I would tend to agree. As a owner of a DVDO edge (found it second hand for a great price) I can tell you that the improvement in PQ was not what I expected. I have noticed blacker blacks which makes the picture more 3 dimensional but thats about it. What it has done for me is more in my head than reality. It has given me the comfort of knowing that short of replacing everything in my home theater with the latest and greatest I am getting the best possible PQ out of my system. That being said the difference between processor on and processor off is negligable. If I had not got such a good deal I would not have bought it.


----------



## umr

External video processors are frequently more flawed today than the sources or the displays. In general I would not recommend one. The situations where they are most useful is with an very limited color adjustments in display, anamorphic lens, S-Video and composite video switched to a single input. Common flaws are that they will not pass 24p properly or may corrupt color calculations. Strangely, one of the best implementations are those in Onkyo or Integra products if their features meet your needs.
_Posted via Mobile Device_


----------



## Klawd

Ok, no video processor for me then 

Another little question. Am I better off letting the Rotel do the deinterlacing/upscalling (Faroudja DCDi) or the projector itself (TopazReal HD)?


----------



## tonyvdb

The Faroudja DCDi is a fairly good upscaler so I would think that I would use it, That said try both and see what works best.


----------



## umr

Always look at what all options do to the image. The actual implementation is as important as the circuitry used. Even different firmware can
make a difference.
_Posted via Mobile Device_


----------



## Klawd

How different can deinterlacing be from different components?

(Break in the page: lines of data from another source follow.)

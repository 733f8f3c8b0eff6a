//! Workout statistics per activity type

use std::path::Path;

use serde::Serialize;

use crate::analysis::{workout_overview, workout_stats, WorkoutTypeStats};
use crate::cli::output::{print_csv, print_json};
use crate::cli::OutputFormat;
use crate::config::AnalysisConfig;
use crate::error::Result;

use super::load_tables;

/// Flat CSV row of one activity type's statistics
#[derive(Debug, PartialEq, Serialize)]
struct WorkoutRow<'a> {
    activity_type: &'a str,
    count: usize,
    minutes_min: f64,
    minutes_max: f64,
    minutes_mean: f64,
    minutes_sum: f64,
    energy_min: f64,
    energy_max: f64,
    energy_mean: f64,
    energy_sum: f64,
}

impl<'a> From<&'a WorkoutTypeStats> for WorkoutRow<'a> {
    fn from(s: &'a WorkoutTypeStats) -> Self {
        Self {
            activity_type: &s.activity_type,
            count: s.count,
            minutes_min: s.duration.min,
            minutes_max: s.duration.max,
            minutes_mean: s.duration.mean,
            minutes_sum: s.duration.sum,
            energy_min: s.energy.min,
            energy_max: s.energy.max,
            energy_mean: s.energy.mean,
            energy_sum: s.energy.sum,
        }
    }
}

pub fn run(export: &Path, config: &AnalysisConfig, format: OutputFormat) -> Result<()> {
    let tables = load_tables(export, config)?;
    let stats = workout_stats(&tables.workouts);
    let overview = workout_overview(&stats);

    match format {
        OutputFormat::Json => print_json(&serde_json::json!({
            "types": stats,
            "overview": overview,
        }))?,
        OutputFormat::Csv => {
            let rows: Vec<WorkoutRow> = stats.iter().map(WorkoutRow::from).collect();
            print_csv(&rows)?;
        }
        OutputFormat::Table => {
            if stats.is_empty() {
                println!("No workouts between {} and {}.", config.window.start, config.window.end);
                return Ok(());
            }

            println!(
                "{:<32} {:>6} {:>8} {:>8} {:>8} {:>9} {:>8} {:>8} {:>8} {:>9}",
                "Activity", "Count", "Min", "Max", "Avg", "Minutes", "Min kcal", "Max kcal", "Avg kcal", "kcal"
            );
            println!("{}", "-".repeat(116));
            for s in &stats {
                println!(
                    "{:<32} {:>6} {:>8.1} {:>8.1} {:>8.1} {:>9.1} {:>8.0} {:>8.0} {:>8.0} {:>9.0}",
                    s.activity_type,
                    s.count,
                    s.duration.min,
                    s.duration.max,
                    s.duration.mean,
                    s.duration.sum,
                    s.energy.min,
                    s.energy.max,
                    s.energy.mean,
                    s.energy.sum
                );
            }

            println!();
            println!("Workouts:       {}", overview.workouts);
            println!(
                "Total time:     {:.0} min ({:.1} h)",
                overview.total_minutes, overview.total_hours
            );
            println!("Total energy:   {:.0} kcal", overview.total_energy);
            println!("Average:        {:.1} min, {:.0} kcal", overview.average_minutes, overview.average_energy);
        }
    }

    Ok(())
}
//! LinkedIn public job search scraper.
//!
//! LinkedIn frequently answers anonymous clients with a JavaScript shell or
//! an auth wall, in which case no cards are found and the board simply
//! contributes nothing.
//!
//! # URL Pattern
//!
//! `https://www.linkedin.com/jobs/search/?keywords={role}&location={place}`

use super::JobBoard;
use super::extract::{CompiledTable, LocationRule, SelectorTable};
use crate::models::{JobPosting, Source};
use once_cell::sync::Lazy;
use urlencoding::encode;

static TABLE: SelectorTable = SelectorTable {
    source: Source::LinkedIn,
    base_origin: "https://www.linkedin.com",
    cards: &[
        ".result-card",
        ".jobs-search__results-list li",
        r#"a[href*="/jobs/view/"]"#,
    ],
    title: &["h3", "h2", "a"],
    company: &[
        ".result-card__subtitle",
        ".base-search-card__subtitle",
        ".job-result-card__subtitle",
    ],
    location: LocationRule::Chain(&[
        ".job-result-card__location",
        ".result-card__meta",
        ".job-search-card__location",
    ]),
    link: &["a[href]"],
};

static COMPILED: Lazy<CompiledTable> = Lazy::new(|| CompiledTable::compile(&TABLE));

/// The LinkedIn board.
#[derive(Debug)]
pub struct LinkedIn;

impl JobBoard for LinkedIn {
    fn source(&self) -> Source {
        Source::LinkedIn
    }

    fn search_url(&self, role: &str, place: &str) -> String {
        format!(
            "https://www.linkedin.com/jobs/search/?keywords={}&location={}",
            encode(role),
            encode(place)
        )
    }

    fn extract(&self, document: &str, limit: usize) -> Vec<JobPosting> {
        COMPILED.extract(document, limit)
    }
}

I just learned that the Rotel doesn't deinterlace 1080i over HDMI. My PJ does, but would it benefit from some help?


----------



## Instal

I was in my local brick and mortar today looking at blue ray players and it got me thinking about this thread. Is there any logic to thinking that if you own a video processor you can save money by buying less expensive components such as Tv's projectors and dvd players? Surely there is duplication of video processing power in high end components. If one was to buy less expensive yet reliable equipment and rely on the processor for picture quality would you be ahead of the game when it comes to $$$$$?


----------